KABUL, AFGHANISTAN – Local sources in northeastern Badakhshan province report that Dr. Mohammad Sarwar, known as Dr. Sardar, who was arrested and tortured twice by the Taliban, has passed away.

Speaking with KabulNow today, local sources attributed the doctor’s death to a heart attack. However, they noted that he had been suffering from back pain and heart disease following severe torture by the Taliban.

Sources said that Dr. Sardar worked at the 209 Shaheen Corp military hospital in northern Balkh province and the Sardar Mohammad Dawood Khan military hospital in Kabul city in 2013 and 2014. Additionally, he established a private clinic in Badakhshan’s Keshm district to offer health services to the local community.

According to local sources, the Taliban arrested and tortured the doctor twice in the last two and a half years. In February 2022, they first tied him to a tree in front of local people and beat him for half an hour, accusing him of possessing weapons.

Sources added that a few months later, in April 2022, Taliban intelligence arrested Dr. Sardar for the second time, accusing him of collaborating with the National Resistance Front (NRF), an armed group opposing the Taliban, and transferred him to Faizabad city in Badakhshan.

According to Dr.
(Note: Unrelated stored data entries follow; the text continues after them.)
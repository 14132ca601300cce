//! Terminal implementation of the [`Prompter`] dialogs.
//!
//! Each dialog writes a prompt and awaits one line of input.  End of input,
//! an I/O error, or a blank answer dismisses the dialog.
//!
//! The reader and writer are generic so tests can drive the prompter with
//! in-memory buffers; [`TerminalPrompter::stdio`] wires it to the process's
//! stdin and stdout.

pub mod mock;

use std::path::PathBuf;

use async_trait::async_trait;
use tokio::io::{AsyncBufRead, AsyncBufReadExt, AsyncWrite, AsyncWriteExt, BufReader, Stdin, Stdout};
use tokio::sync::Mutex;
use tracing::debug;

use crate::application::workflow::{Confirmation, Prompter, UrlForm};

struct Console<R, W> {
    reader: R,
    writer: W,
}

/// Line-oriented prompter over an async reader/writer pair.
pub struct TerminalPrompter<R, W> {
    console: Mutex<Console<R, W>>,
}

impl TerminalPrompter<BufReader<Stdin>, Stdout> {
    /// A prompter on the process's stdin/stdout.
    pub fn stdio() -> Self {
        Self::new(BufReader::new(tokio::io::stdin()), tokio::io::stdout())
    }
}

impl<R, W> TerminalPrompter<R, W>
where
    R: AsyncBufRead + Unpin + Send,
    W: AsyncWrite + Unpin + Send,
{
    pub fn new(reader: R, writer: W) -> Self {
        Self {
            console: Mutex::new(Console { reader, writer }),
        }
    }

    /// Consumes the prompter and returns the writer, e.g. to inspect output.
    pub fn into_writer(self) -> W {
        self.console.into_inner().writer
    }

    /// Writes `prompt` and reads one trimmed line; `None` if dismissed.
    async fn ask(&self, prompt: &str) -> Option<String> {
        let mut console = self.console.lock().await;
        let Console { reader, writer } = &mut *console;

        if let Err(e) = write_prompt(writer, prompt).await {
            debug!("prompt could not be written: {e}");
            return None;
        }

        let mut line = String::new();
        match reader.read_line(&mut line).await {
            Ok(0) => None,
            Ok(_) => Some(line.trim().to_string()).filter(|answer| !answer.is_empty()),
            Err(e) => {
                debug!("prompt input could not be read: {e}");
                None
            }
        }
    }
}

async fn write_prompt<W: AsyncWrite + Unpin>(writer: &mut W, prompt: &str) -> std::io::Result<()> {
    writer.write_all(prompt.as_bytes()).await?;
    writer.flush().await
}

/// Title and body text for a confirmation dialog.
pub fn describe(request: &Confirmation) -> (&'static str, String) {
    match request {
        Confirmation::DeleteCategory { name, urls, .. } => (
            "Delete Category?",
            match urls {
                0 => format!("\"{name}\" will be deleted."),
                1 => format!("\"{name}\" and its 1 URL will be deleted."),
                n => format!("\"{name}\" and its {n} URLs will be deleted."),
            },
        ),
        Confirmation::RemoveUrl { name, .. } => ("Delete URL?", format!("\"{name}\" will be removed.")),
    }
}

#[async_trait]
impl<R, W> Prompter for TerminalPrompter<R, W>
where
    R: AsyncBufRead + Unpin + Send,
    W: AsyncWrite + Unpin + Send,
{
    async fn category_name(&self) -> Option<String> {
        self.ask("Category name: ").await
    }

    async fn url_entry(&self) -> Option<UrlForm> {
        let name = self.ask("Name: ").await?;
        let url = self.ask("URL: ").await?;
        Some(UrlForm { name, url })
    }

    async fn confirm(&self, request: &Confirmation) -> bool {
        let (title, body) = describe(request);
        let answer = self.ask(&format!("{title} {body} [y/N] ")).await;
        matches!(answer.as_deref(), Some("y" | "Y" | "yes" | "Yes" | "YES"))
    }

    async fn import_file(&self) -> Option<PathBuf> {
        self.ask("File to import: ").await.map(PathBuf::from)
    }
}

// ── Tests ─────────────────────────────────────────────────────────────────────
//! Column-wise preprocessing: standard scaling of the numeric columns
//! followed by a one-hot encoding of the family-history column.

use std::io::{Read, Write};

use byteorder::{BigEndian, ReadBytesExt, WriteBytesExt};

use crate::error::{Error, Result};
use crate::record::{FamilyHistory, PatientRecord, CATEGORICAL_COLUMN, NUMERIC_COLUMNS};

#[derive(Debug, Clone, PartialEq)]
pub struct StandardScaler {
	mean: Vec<f64>,
	scale: Vec<f64>,
}

impl StandardScaler {
	/// Population mean and standard deviation per column. A constant column
	/// gets a scale of 1 so it maps to 0 instead of NaN.
	pub fn fit(rows: &[[f64; 5]]) -> Self {
		let n = rows.len() as f64;

		let mean = (0..NUMERIC_COLUMNS.len())
			.map(|j| rows.iter().map(|r| r[j]).sum::<f64>() / n)
			.collect::<Vec<_>>();

		let scale = mean
			.iter()
			.enumerate()
			.map(|(j, m)| {
				let var = rows.iter().map(|r| (r[j] - m).powi(2)).sum::<f64>() / n;
				let std = var.sqrt();
				if std > std::f64::EPSILON { std } else { 1.0 }
			})
			.collect::<Vec<_>>();

		Self { mean, scale }
	}

	pub fn transform<'a>(&'a self, values: &'a [f64]) -> impl Iterator<Item = f64> + 'a {
		values
			.iter()
			.zip(self.mean.iter().zip(&self.scale))
			.map(|(v, (m, s))| (v - m) / s)
	}
}

#[derive(Debug, Clone, PartialEq)]
pub struct OneHotEncoder {
	categories: Vec<FamilyHistory>,
}

impl OneHotEncoder {
	/// Categories seen in training, sorted by name.
	pub fn fit(values: impl Iterator<Item = FamilyHistory>) -> Self {
		let mut categories = values.collect::<Vec<_>>();
		categories.sort_by_key(|c| c.as_str());
		categories.dedup();

		Self { categories }
	}

	pub fn categories(&self) -> &[FamilyHistory] {
		&self.categories
	}

	pub fn transform(&self, value: FamilyHistory) -> Result<impl Iterator<Item = f64> + '_> {
		if !self.categories.contains(&value) {
			return Err(Error::UnknownCategory {
				column: CATEGORICAL_COLUMN,
				value: value.to_string(),
			});
		}

		Ok(self.categories.iter().map(move |&c| if c == value { 1.0 } else { 0.0 }))
	}
}

#[derive(Debug, Clone, PartialEq)]
pub struct ColumnTransformer {
	scaler: StandardScaler,
	encoder: OneHotEncoder,
}

impl ColumnTransformer {
	pub fn fit(records: &[PatientRecord]) -> Result<Self> {
		if records.is_empty() {
			return Err(Error::EmptyDataset("for preprocessing".to_string()));
		}

		let numeric = records.iter().map(PatientRecord::numeric).collect::<Vec<_>>();

		Ok(Self {
			scaler: StandardScaler::fit(&numeric),
			encoder: OneHotEncoder::fit(records.iter().map(|r| r.famhist)),
		})
	}

	/// Number of features `transform` produces.
	pub fn width(&self) -> usize {
		NUMERIC_COLUMNS.len() + self.encoder.categories().len()
	}

	pub fn transform(&self, record: &PatientRecord) -> Result<Vec<f64>> {
		let mut row = Vec::with_capacity(self.width());
		row.extend(self.scaler.transform(&record.numeric()));
		row.extend(self.encoder.transform(record.famhist)?);

		Ok(row)
	}

	pub fn serialize<W: Write>(&self, writer: &mut W) -> std::io::Result<()> {
		writer.write_u16::<BigEndian>(self.scaler.mean.len() as u16)?;
		for (mean, scale) in self.scaler.mean.iter().zip(&self.scaler.scale) {
			writer.write_f64::<BigEndian>(*mean)?;
			writer.write_f64::<BigEndian>(*scale)?;
		}

		writer.write_u16::<BigEndian>(self.encoder.categories.len() as u16)?;
		for category in &self.encoder.categories {
			let name = category.as_str().as_bytes();
			writer.write_u16::<BigEndian>(name.len() as u16)?;
			writer.write_all(name)?;
		}

		Ok(())
	}

	pub fn deserialize<R: Read>(reader: &mut R) -> std::io::Result<Self> {
		let numeric = reader.read_u16::<BigEndian>()? as usize;
		if numeric != NUMERIC_COLUMNS.len() {
			return Err(invalid(format!(
				"expected {} numeric columns, found {}",
				NUMERIC_COLUMNS.len(),
				numeric
			)));
		}

		let mut mean = Vec::with_capacity(numeric);
		let mut scale = Vec::with_capacity(numeric);
		for _ in 0..numeric {
			mean.push(reader.read_f64::<BigEndian>()?);
			scale.push(reader.read_f64::<BigEndian>()?);
		}

		let len = reader.read_u16::<BigEndian>()?;
		let categories = (0..len)
			.map(|_| {
				let mut name = vec![0u8; reader.read_u16::<BigEndian>()? as usize];
				reader.read_exact(&mut name)?;

				String::from_utf8(name)
					.map_err(|e| invalid(e.to_string()))?
					.parse::<FamilyHistory>()
					.map_err(|e| invalid(e.to_string()))
			})
			.collect::<std::io::Result<Vec<_>>>()?;

		Ok(Self {
			scaler: StandardScaler { mean, scale },
			encoder: OneHotEncoder { categories },
		})
	}
}

fn invalid(message: String) -> std::io::Error {
	std::io::Error::new(std::io::ErrorKind::InvalidData, message)
}
use std::collections::HashMap;
use ordered_float::OrderedFloat;

pub const POSITIVE: f64 = 1.0;
pub const NEGATIVE: f64 = 0.0;

pub fn histogram(values: impl Iterator<Item = f64>) -> (HashMap<OrderedFloat<f64>, usize>, usize) {
	let mut histogram = HashMap::new();
	let mut len = 0;

	for value in values {
		*histogram.entry(OrderedFloat(value)).or_default() += 1;
		len += 1;
	}

	(histogram, len)
}

pub fn gini_val(histogram: &HashMap<OrderedFloat<f64>, usize>, len: usize) -> f64 {
	if len == 0 {
		return 0.0;
	}

	1.0 - histogram
		.values()
		.map(|&n| (n as f64 / len as f64).powi(2))
		.sum::<f64>()
}

pub fn gini(values: impl Iterator<Item = f64>) -> f64 {
	let (histogram, len) = histogram(values);
	gini_val(&histogram, len)
}

/// Most frequent value; ties resolve to the smallest value. `None` when empty.
pub fn most_frequent(values: impl Iterator<Item = f64>) -> Option<f64> {
	let (histogram, _) = histogram(values);

	histogram
		.into_iter()
		.max_by_key(|&(k, v)| (v, -k))
		.map(|(k, _)| k.into_inner())
}

/// Share of values equal to `POSITIVE`.
pub fn positive_fraction(values: impl Iterator<Item = f64>) -> f64 {
	let (positive, len) = values.fold((0usize, 0usize), |(p, n), v| {
		(p + (v == POSITIVE) as usize, n + 1)
	});

	if len == 0 {
		0.0
	} else {
		positive as f64 / len as f64
	}
}

#[cfg(test)]
mod tests {
	use super::*;

	#[test]
	fn gini_of_pure_set_is_zero() {
		assert_eq!(gini([1.0, 1.0, 1.0].iter().copied()), 0.0);
	}

	#[test]
	fn gini_of_even_binary_split() {
		assert!((gini([0.0, 1.0, 0.0, 1.0].iter().copied()) - 0.5).abs() < 1e-12);
	}

	#[test]
	fn most_frequent_breaks_ties_towards_smaller_class() {
		assert_eq!(most_frequent([1.0, 0.0].iter().copied()), Some(0.0));
		assert_eq!(most_frequent([1.0, 1.0, 0.0].iter().copied()), Some(1.0));
		assert_eq!(most_frequent(std::iter::empty()), None);
	}

	#[test]
	fn positive_fraction_counts_ones() {
		assert_eq!(positive_fraction([1.0, 0.0, 1.0, 1.0].iter().copied()), 0.75);
		assert_eq!(positive_fraction(std::iter::empty()), 0.0);
	}
}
Sardar’s relatives, the Taliban subjected him to severe torture, including beatings with electric shocks, for a month while he was in prison.

The doctor, according to sources, was released after a month from the Taliban prison in Badakhshan after his relatives provided a guarantee. However, due to injuries caused by the torture, he had been suffering from back pain, high blood pressure, and heart disease recently.
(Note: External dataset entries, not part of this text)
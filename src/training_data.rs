use std::path::Path;

use rand::seq::SliceRandom;
use rand::Rng;
use serde::de::DeserializeOwned;
use tracing::info;

use crate::error::{Error, Result};
use crate::record::{LabeledRecord, PatientRecord};

fn read_rows<T: DeserializeOwned>(path: &Path) -> Result<Vec<T>> {
	let mut reader = csv::Reader::from_path(path)?;

	let rows = reader
		.deserialize()
		.collect::<std::result::Result<Vec<T>, csv::Error>>()?;

	if rows.is_empty() {
		return Err(Error::EmptyDataset(path.display().to_string()));
	}

	info!("Read {} rows from {}", rows.len(), path.display());

	Ok(rows)
}

/// Labeled rows for training. Any CSV problem aborts the whole read.
pub fn read(path: &Path) -> Result<Vec<LabeledRecord>> {
	read_rows(path)
}

/// Unlabeled rows for batch prediction. A label column, if present, is ignored.
pub fn read_records(path: &Path) -> Result<Vec<PatientRecord>> {
	read_rows(path)
}

/// Shuffles `records` and returns `(train, test)` with `test_rate` of the rows held out.
pub fn train_test_split<T: Clone, R: Rng + ?Sized>(records: &[T], rng: &mut R, test_rate: f64) -> (Vec<T>, Vec<T>) {
	let mut records = records.to_vec();
	records.shuffle(rng);

	let test_num = (records.len() as f64 * test_rate.clamp(0.0, 1.0)).round() as usize;
	let train = records.split_off(test_num);

	(train, records)
}
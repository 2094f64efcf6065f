mod cache;
pub mod handler;
mod page;
mod server;

use axum::Router;
use axum::routing::get;
use std::sync::Arc;

pub use cache::ModelCache;
pub use server::serve;

/// Shared state: the lazily loaded model, one per process.
#[derive(Clone)]
pub struct AppState {
	pub cache: Arc<ModelCache>,
}

impl AppState {
	pub fn new(cache: ModelCache) -> Self {
		Self { cache: Arc::new(cache) }
	}
}

pub fn router(state: AppState) -> Router {
	Router::new()
		.route("/", get(handler::index).post(handler::submit))
		.route("/health", get(handler::health))
		.with_state(state)
}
He passed away due to a heart attack while working in his clinic on Sunday, May 26.

The local Taliban authorities in Badakhshan have said that they are investigating the incident with the family of the deceased Dr. Sardar.

This incident marks the latest in a series of Taliban crackdowns on local civilians and former security force members. In the past almost three years, the group has detained, tortured, or even killed numerous civilians across the country, often accusing them of collaborating with armed anti-Taliban groups or possession of weapons.

Human rights groups have repeatedly accused the Taliban of gross human rights violations, expressing concerns that arbitrary detention, torture, revenge killings, and enforced disappearances of civilians and former security forces have not ceased despite the regime’s “general amnesty” announcement.